EU General Court confirms partial revocation of McDonald’s BIG MAC trade mark - Spanish court annuls Bitcoin trade mark

EU General Court confirms partial revocation of McDonald’s BIG MAC trade mark

In a recent judgement of 5 June 2024 (T-758/23), the General Court of the European Union dealt with the long-running trade mark dispute involving the well-known McDonald's brand and its trade mark BIG MAC against the Irish fast-food chain Supermac’s.

In 1996, McDonald's registered the EU trade mark BIG MAC (No 62638) for a wide range of goods and services related to the fast-food industry, including meals and sandwiches prepared from meat, chicken and fish, and restaurant services such as the provision of food and drink prepared for consumption and drive-through facilities. (Classes 29, 30 and 42 of the Nice Classification).

In April 2017, Supermac's filed an application for revocation of the trade mark with the EUIPO on the grounds that McDonald's had not made genuine use of the mark in connection with goods such as "chicken sandwiches" and services related to the operation of restaurants and the provision of food and drink.

At first instance, the Cancellation Division of the European Union Intellectual Property Office (EUIPO) revoked the contested mark on the basis that there McDonald’s had failed to provide sufficient proof of genuine use of the BIG MAC mark for all goods and services. On appeal, the Fourth Board of Appeal of the EUIPO partially annulled the decision of the Cancellation Division in respect of meals and sandwiches prepared from meat and chicken and services for the preparation of meals to take away (Classes 29, 30 and 42 of the Nice Classification). However, it upheld the revocation in respect of goods such as fish sandwiches, cookies and coffee, and services such as advice on the construction of restaurants for third parties. Supermac’s decided to appeal to the General Court claiming the BIG MAC trade mark should be revoked in its entirety, with the exception of its use for “meat sandwiches”. 

Article 18 of Regulation (EU) 2017/1001 requires that, in order to maintain its registration, a trade mark must be used in the EU in relation to the goods and services it is registered for. Such use must be proven through sufficient evidence if called into question. 

The General Court of the European Union had to decide whether sufficient and genuine use of the BIG MAC mark was proven to maintain its registration and, if so, for which goods and services.

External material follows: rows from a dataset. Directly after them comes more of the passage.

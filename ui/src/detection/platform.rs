//! Platform detection and launch timing selection
//!
//! Classifies the visitor's platform from the user-agent string and exposes
//! the platform-dependent constants the app launcher needs: the store URL,
//! the fallback timeout and the blur threshold. iOS and Android browsers
//! report visibility changes with very different latencies after a custom
//! scheme navigation, so these constants differ per platform.

use serde::{Deserialize, Serialize};

use crate::services::config::AppConfig;

/// Milliseconds to wait for app-open confirmation before falling back to the
/// store. iOS suspends the page later than Android does.
pub const IOS_LAUNCH_TIMEOUT_MS: u32 = 2_600;
pub const ANDROID_LAUNCH_TIMEOUT_MS: u32 = 1_300;
pub const DEFAULT_LAUNCH_TIMEOUT_MS: u32 = 2_000;

/// Minimum time the window must stay unfocused for the focus-return path to
/// count as evidence the OS actually switched to the native app.
pub const IOS_BLUR_THRESHOLD_MS: u32 = 2_200;
pub const ANDROID_BLUR_THRESHOLD_MS: u32 = 1_400;
pub const DEFAULT_BLUR_THRESHOLD_MS: u32 = 2_000;

/// Platform classified from a user-agent string.
///
/// `Unknown` is reported for an empty or unrecognizable UA. The launcher
/// treats it exactly like `Desktop` (not mobile, no store URL, default
/// timeout), but callers can still tell the two apart.
#[derive(Debug, Clone, Copy, PartialEq, Eq, Hash, Serialize, Deserialize)]
#[serde(rename_all = "lowercase")]
pub enum Platform {
    Ios,
    Android,
    Desktop,
    Unknown,
}

impl Platform {
    pub fn name(&self) -> &'static str {
        match self {
            Platform::Ios => "ios",
            Platform::Android => "android",
            Platform::Desktop => "desktop",
            Platform::Unknown => "unknown",
        }
    }

    pub fn is_mobile(&self) -> bool {
        matches!(self, Platform::Ios | Platform::Android)
    }
}

/// Facts the launcher needs about the current platform. A strict projection
/// of the user-agent string; no network or stateful lookups.
#[derive(Debug, Clone, PartialEq, Serialize, Deserialize)]
pub struct PlatformInfo {
    pub platform: Platform,
    pub is_mobile: bool,
    pub is_desktop: bool,
    pub user_agent: String,
}

/// Classify a raw user-agent string.
///
/// iOS device tokens win over everything, then Android. Anything else with a
/// non-empty UA is a desktop browser; an empty UA is `Unknown`.
pub fn classify_platform(user_agent: &str) -> PlatformInfo {
    let platform = if user_agent.contains("iPhone")
        || user_agent.contains("iPad")
        || user_agent.contains("iPod")
    {
        Platform::Ios
    } else if user_agent.contains("Android") {
        Platform::Android
    } else if user_agent.trim().is_empty() {
        Platform::Unknown
    } else {
        Platform::Desktop
    };

    let is_mobile = platform.is_mobile();
    PlatformInfo {
        platform,
        is_mobile,
        is_desktop: !is_mobile,
        user_agent: user_agent.to_string(),
    }
}

/// Read the navigator's user-agent and classify it.
pub fn detect_platform() -> PlatformInfo {
    let user_agent = web_sys::window()
        .and_then(|w| w.navigator().user_agent().ok())
        .unwrap_or_default();
    classify_platform(&user_agent)
}

/// Store URL for the platform, from configuration. Desktop and unknown
/// platforms have no store to fall back to.
pub fn store_url(platform: Platform, config: &AppConfig) -> Option<String> {
    let url = match platform {
        Platform::Ios => config.ios_store_url.as_str(),
        Platform::Android => config.android_store_url.as_str(),
        Platform::Desktop | Platform::Unknown => "",
    };
    if url.is_empty() {
        None
    } else {
        Some(url.to_string())
    }
}

/// How long to wait before assuming the app did not open.
pub fn launch_timeout_ms(platform: Platform) -> u32 {
    match platform {
        Platform::Ios => IOS_LAUNCH_TIMEOUT_MS,
        Platform::Android => ANDROID_LAUNCH_TIMEOUT_MS,
        Platform::Desktop | Platform::Unknown => DEFAULT_LAUNCH_TIMEOUT_MS,
    }
}

/// How long the window must stay out of focus before a focus return is
/// treated as proof of a successful app switch.
pub fn blur_threshold_ms(platform: Platform) -> u32 {
    match platform {
        Platform::Ios => IOS_BLUR_THRESHOLD_MS,
        Platform::Android => ANDROID_BLUR_THRESHOLD_MS,
        Platform::Desktop | Platform::Unknown => DEFAULT_BLUR_THRESHOLD_MS,
    }
}
pub mod browser_guide;

pub use browser_guide::BrowserGuideOverlay;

Although the Court recognised the reputation of the MCDONALD'S mark in the fast food sector, it pointed out that the evidence did not conclusively prove the specific use of the BIG MAC mark for "chicken sandwiches" and restaurant services, in particular as regards the volume of sales, the duration of the use of the mark and its frequency. The evidence submitted by McDonald's, such as screenshots from McDonald's France's Facebook account, particularly in relation to the 'Grand Big Mac Chicken' offer in 2016, and a Google Analytics report on traffic to McDonald's websites, showed use of the BIG MAC mark for 'steak sandwiches', but very limited use for 'chicken sandwiches' and other services.  As a result, the General Court partially annulled and altered the decision of the Fourth Board of Appeal in respect of the goods 'chicken sandwiches' in Classes 29 and 30, 'food prepared from poultry products' in Class 29 and 'services provided in connection with the operation of restaurants and other establishments or facilities providing food and drink prepared for consumption and for self-service; preparation of food to take away' in Class 42, in respect of which the McDonald’s BIG MAC mark was therefore revoked.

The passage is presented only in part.